**Your task**
Nothing in the listing below should change; retype it as is.

**Exercise materials**
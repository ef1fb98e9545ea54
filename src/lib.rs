pub mod config;
pub mod db;
pub mod errors;
pub mod handlers;
pub mod models;
pub mod services;
pub mod session;
pub mod state;
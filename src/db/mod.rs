pub mod migrations;
pub mod queries;

use anyhow::Context;
use rusqlite::Connection;

pub fn init_db(path: &str) -> anyhow::Result<Connection> {
    let conn = Connection::open(path).context("failed to open database")?;

    conn.execute_batch("PRAGMA journal_mode=WAL; PRAGMA foreign_keys=ON;")
        .context("failed to set database pragmas")?;

    migrations::run_migrations(&conn)?;

    Ok(conn)
}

**Answer to this task**
repository ef1fb98e9545ea54
filename src/lib.rs
pub mod config;
pub mod db;
pub mod errors;
pub mod handlers;
pub mod models;
pub mod services;
pub mod session;
pub mod state;
filename src/db/mod.rs
pub mod migrations;
pub mod queries;

use anyhow::Context;
use rusqlite::Connection;

pub fn init_db(path: &str) -> anyhow::Result<Connection> {
    let conn = Connection::open(path).context("failed to open database")?;

    conn.execute_batch("PRAGMA journal_mode=WAL; PRAGMA foreign_keys=ON;")
        .context("failed to set database pragmas")?;

    migrations::run_migrations(&conn)?;

    Ok(conn)
}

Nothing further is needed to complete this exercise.